6100 sayılı Kanunun 316 – 322. maddelerinde basit yargılama usulü temel özellikleriyle ele alınmış olup 316. maddede, basit yargılama yönteminin, kanunlarda açıkça belirtilenler dışında, diğer kanunlarda yer alan ve yazılı yargılama usulü dışındaki yargılama usullerinin uygulanacağı belirtilen dava ve işlerde uygulanacağı, 317. maddede, cevap süresinin, dava dilekçesinin davalıya tebliğinden itibaren 2 hafta olduğu, 322. maddede, bu Kanun ve diğer kanunlarda basit yargılama yöntemi hakkında hüküm bulunmayan durumlarda, yazılı yargılama usulüne ilişkin hükümlerin uygulanacağı bildirilmiştir.
Diğer taraftan, 5521 sayılı Kanunun 15. maddesinde, bu Kanunda açıklık bulunmayan durumlarda Hukuk Muhakemeleri Usulü Kanunu hükümlerinin uygulanacağı belirtilmiş, 6100 sayılı Kanunun 6. maddesinde, genel yetkili mahkemenin, davalı gerçek veya tüzel kişinin davanın açıldığı tarihteki yerleşim yeri mahkemesi olduğu, yerleşim yerinin, 4721 sayılı Türk Medenî Kanunu hükümlerine göre belirleneceği, 7. maddesinde, davalı birden fazla ise davanın, bunlardan birinin yerleşim yeri mahkemesinde açılabileceği, 19. maddesinde, yetkinin kesin olmadığı davalarda, yetki itirazının, cevap dilekçesinde ileri sürülmesinin gerektiği ve davalı, süresi içinde ve yöntemince yetki itirazında bulunmadığı takdirde davanın açıldığı mahkemenin yetkili hâle geleceği, 116. maddesinde, kesin yetki kuralının bulunmadığı durumlarda yetki itirazının ilk itirazlardan olduğu, 117. maddesinde, ilk itirazların hepsinin cevap dilekçesinde ileri sürülmesinin gerektiği ve aksi hâlde dinlenemeyeceği hüküm altına alınmıştır.

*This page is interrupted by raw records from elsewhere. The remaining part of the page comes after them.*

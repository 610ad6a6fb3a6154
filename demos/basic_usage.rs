use lockfree_queue_rs::{Full, ListQueue, RingBufferQueue};
use std::sync::Arc;
use std::thread;
use std::time::Instant;

fn main() {
    println!("Lock-free Queue Example");
    println!("-----------------------\n");

    // Configuration
    const PRODUCERS: usize = 2; // Number of producer threads
    const CONSUMERS: usize = 2; // Number of consumer threads
    const N: u32 = 1_000_000; // Each producer pushes this many elements into the queue
    const CAPACITY: usize = 1024; // Capacity of the bounded queue

    run_list_queue(PRODUCERS, CONSUMERS, N);
    println!();
    run_ring_buffer(PRODUCERS, CONSUMERS, N, CAPACITY);
}

/// Producers push `N..=1`, then one `0` per consumer as a stop marker.
fn run_list_queue(producers: usize, consumers: usize, n: u32) {
    println!("ListQueue (unbounded)");
    println!("Starting {} producers and {} consumers", producers, consumers);

    let queue = Arc::new(ListQueue::<u32>::new());
    let start_time = Instant::now();

    let consumer_threads: Vec<_> = (0..consumers)
        .map(|_| {
            let q = queue.clone();
            thread::spawn(move || {
                let mut local_sum = 0u64;
                loop {
                    match q.pop() {
                        Some(0) => break,
                        Some(value) => local_sum += value as u64,
                        None => thread::yield_now(),
                    }
                }
                local_sum
            })
        })
        .collect();

    let producer_threads: Vec<_> = (0..producers)
        .map(|_| {
            let q = queue.clone();
            thread::spawn(move || {
                for value in (1..=n).rev() {
                    q.push(value);
                }
            })
        })
        .collect();

    for handle in producer_threads {
        handle.join().unwrap();
    }
    for _ in 0..consumers {
        queue.push(0);
    }
    let sums: Vec<u64> = consumer_threads.into_iter().map(|h| h.join().unwrap()).collect();

    report(&sums, producers, n, start_time);
}

/// Same workload over the bounded queue; a rejected push is retried.
fn run_ring_buffer(producers: usize, consumers: usize, n: u32, capacity: usize) {
    println!("RingBufferQueue (capacity {})", capacity);
    println!("Starting {} producers and {} consumers", producers, consumers);

    let queue = Arc::new(RingBufferQueue::<u32>::new(capacity));
    let start_time = Instant::now();

    let consumer_threads: Vec<_> = (0..consumers)
        .map(|_| {
            let q = queue.clone();
            thread::spawn(move || {
                let mut local_sum = 0u64;
                loop {
                    match q.pop() {
                        Some(0) => break,
                        Some(value) => local_sum += value as u64,
                        None => thread::yield_now(),
                    }
                }
                local_sum
            })
        })
        .collect();

    let push = |q: &RingBufferQueue<u32>, mut value: u32| {
        while let Err(Full(rejected)) = q.push(value) {
            value = rejected;
            thread::yield_now();
        }
    };

    let producer_threads: Vec<_> = (0..producers)
        .map(|_| {
            let q = queue.clone();
            thread::spawn(move || {
                for value in (1..=n).rev() {
                    push(&q, value);
                }
            })
        })
        .collect();

    for handle in producer_threads {
        handle.join().unwrap();
    }
    for _ in 0..consumers {
        push(&queue, 0);
    }
    let sums: Vec<u64> = consumer_threads.into_iter().map(|h| h.join().unwrap()).collect();

    report(&sums, producers, n, start_time);
}

fn report(sums: &[u64], producers: usize, n: u32, start_time: Instant) {
    let total_sum: u64 = sums.iter().sum();
    // The expected sum is N*(N+1)/2 * PRODUCERS
    let expected_sum = (n as u64 * (n as u64 + 1) / 2) * producers as u64;

    println!("Execution time: {:?}", start_time.elapsed());
    println!("Total sum: {}", total_sum);
    println!("Expected sum: {}", expected_sum);

    if total_sum != expected_sum {
        println!("ERROR: Sum mismatch! Difference: {}", total_sum as i64 - expected_sum as i64);
    } else {
        println!("SUCCESS: All elements were correctly processed.");
    }

    for (i, &sum) in sums.iter().enumerate() {
        println!("Consumer {}: sum = {}", i, sum);
    }
}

Yukarıdaki yasal düzenlemeler ışığında yapılan değerlendirmede, basit yargılamaya tabi olup kesin yetkinin bulunmadığı davada yetki ilk itirazları yasal süresinde ileri sürülmediği gibi, taraflar arasındaki uyuşmazlığın niteliğine göre uygulanması gereken yetki kuralı 6100 sayılı Kanunun 7. maddesinde gösterilmiş
olmakla davanın davalılardan herhangi birinin yerleşim yerinde açılabileceği de belirgindir.

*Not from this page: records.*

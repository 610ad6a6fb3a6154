//! Unbounded Michael–Scott queue with versioned links
//!
//! The list always starts with a sentinel: `head` names the node whose
//! payload has already been consumed (or never existed), and the elements
//! present are the payloads of the nodes after it, up to `tail`.
//!
//! Every node is released twice before its slot is reused: once by the
//! consumer that takes its payload, and once by the consumer that moves `head`
//! past it. Until then it cannot be recycled, which is what lets a consumer
//! read the payload after its head CAS even while other consumers keep
//! advancing `head` behind it.
//!
//! A reference to a node is tagged with the node's generation, which changes
//! on every reuse. `tail` holds generation-tagged references and `head` holds
//! them upgraded by one, so neither can ever show an earlier incarnation of a
//! node again. The confirm re-reads in `push` and `pop` rely on this: if the
//! value is unchanged, the node read in between was not recycled.

use std::fmt;

use crossbeam_utils::CachePadded;

use crate::arena::NodeArena;
use crate::common::{ordering, ConcurrentQueue};
use crate::error::Full;
use crate::node::{DATA_NODE_REFS, SENTINEL_REFS};
use crate::tagged::AtomicTaggedPtr;

/// Initial version of the tail link; head and tail count independently.
const TAIL_INITIAL_VERSION: u32 = 0x7fff;

/// An unbounded lock-free multi-producer multi-consumer queue
///
/// `push` never fails and `pop` never blocks: an empty queue is reported as
/// `None`.
///
/// ```
/// use lockfree_queue_rs::ListQueue;
///
/// let queue = ListQueue::new();
/// queue.push(1);
/// queue.push(2);
/// assert_eq!(queue.pop(), Some(1));
/// assert_eq!(queue.pop(), Some(2));
/// assert_eq!(queue.pop(), None);
/// ```
pub struct ListQueue<T> {
    head: CachePadded<AtomicTaggedPtr>,
    tail: CachePadded<AtomicTaggedPtr>,
    arena: NodeArena<T>,
}

// Safety: payloads are moved between threads but never shared; all other
// state is atomic.
unsafe impl<T: Send> Send for ListQueue<T> {}
unsafe impl<T: Send> Sync for ListQueue<T> {}

impl<T> ListQueue<T> {
    /// Creates an empty queue holding only the sentinel node
    pub fn new() -> Self {
        let arena = NodeArena::new();
        let sentinel = arena.allocate();
        arena.node(sentinel.address()).set_refs(SENTINEL_REFS);

        Self {
            head: CachePadded::new(AtomicTaggedPtr::new(sentinel.with_version(0))),
            tail: CachePadded::new(AtomicTaggedPtr::new(
                sentinel.with_version(TAIL_INITIAL_VERSION),
            )),
            arena,
        }
    }

    /// Appends a value at the tail
    pub fn push(&self, value: T) {
        let handle = self.arena.allocate();
        let node = self.arena.node(handle.address());
        node.set_refs(DATA_NODE_REFS);
        // Safety: the node came off the free list (or is fresh) and is not
        // reachable by anyone else until the link CAS below publishes it.
        unsafe { node.write_data(value) };

        loop {
            let tail = self.tail.load(ordering::A);
            let next = self.arena.node(tail.address()).next().load(ordering::A);
            if self.tail.load(ordering::A) != tail {
                continue;
            }

            if !next.is_null() {
                // Someone linked a node but has not swung the tail yet.
                let _ = self
                    .tail
                    .compare_exchange(tail, next, ordering::AR, ordering::A);
                continue;
            }

            if self
                .arena
                .node(tail.address())
                .next()
                .compare_exchange(next, handle, ordering::AR, ordering::A)
                .is_err()
            {
                continue;
            }

            // May fail if another thread already helped; the node is
            // reachable either way.
            let _ = self
                .tail
                .compare_exchange(tail, handle, ordering::AR, ordering::A);
            return;
        }
    }

    /// Removes the value at the head, or returns `None` if the queue is empty
    pub fn pop(&self) -> Option<T> {
        loop {
            let head = self.head.load(ordering::A);
            let tail = self.tail.load(ordering::A);
            let head_node = self.arena.node(head.address());
            let next = head_node.next().load(ordering::A);
            if self.head.load(ordering::A) != head {
                continue;
            }

            if next.is_null() {
                return None;
            }

            if head.addr_eq(tail) {
                // Tail lags one node behind a completed link; help it along
                // so head never overtakes tail.
                let _ = self
                    .tail
                    .compare_exchange(tail, next, ordering::AR, ordering::A);
                continue;
            }

            if self
                .head
                .compare_exchange(head, next.upgrade(), ordering::AR, ordering::A)
                .is_ok()
            {
                let next_node = self.arena.node(next.address());
                // Safety: only the winner of the head CAS reaches this point
                // for `next`, and its payload reference keeps it from being
                // recycled until released below.
                let value = unsafe { next_node.take_data() };

                if next_node.release() {
                    self.arena.recycle(next.address());
                }
                if head_node.release() {
                    self.arena.recycle(head.address());
                }
                return Some(value);
            }
        }
    }

    /// Returns `true` if the queue held no elements at the time of the call
    ///
    /// The answer may be stale by the time it is returned.
    pub fn is_empty(&self) -> bool {
        let head = self.head.load(ordering::A);
        self.arena.node(head.address()).next().load(ordering::A).is_null()
    }
}

impl<T> Default for ListQueue<T> {
    fn default() -> Self {
        Self::new()
    }
}

impl<T> Drop for ListQueue<T> {
    fn drop(&mut self) {
        // Exclusive access: every push has linked its node, so following the
        // links from head reaches every payload that was never popped.
        let head = self.head.load(ordering::A);
        let mut next = self.arena.node(head.address()).next().load(ordering::A);
        let mut drained = 0usize;
        while !next.is_null() {
            let node = self.arena.node(next.address());
            // Safety: nodes after head still own their payloads.
            unsafe { node.drop_data() };
            drained += 1;
            next = node.next().load(ordering::A);
        }
        tracing::trace!(drained, "list queue dropped");
    }
}

impl<T> fmt::Debug for ListQueue<T> {
    fn fmt(&self, f: &mut fmt::Formatter<'_>) -> fmt::Result {
        f.debug_struct("ListQueue")
            .field("head", &*self.head)
            .field("tail", &*self.tail)
            .field("arena", &self.arena)
            .finish()
    }
}

impl<T: Send> ConcurrentQueue<T> for ListQueue<T> {
    fn try_push(&self, element: T) -> Result<(), Full<T>> {
        ListQueue::push(self, element);
        Ok(())
    }

    fn try_pop(&self) -> Option<T> {
        ListQueue::pop(self)
    }

    fn capacity(&self) -> Option<usize> {
        None
    }
}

Bu maddi ve hukuki olgular göz önünde bulundurulmaksızın, mahkemece eksik inceleme ve araştırma sonucu yetkisizlik kararı verilmesi, usul ve yasaya aykırı olup bozma nedenidir.
O halde, davacı Kurum vekilinin bu yönleri amaçlayan temyiz itirazları kabul edilmeli ve hüküm bozulmalıdır.
S O N U Ç : Temyiz edilen hükmün yukarıda açıklanan nedenlerle BOZULMASINA, 29.01.2015 gününde oybirliğiyle karar verildi.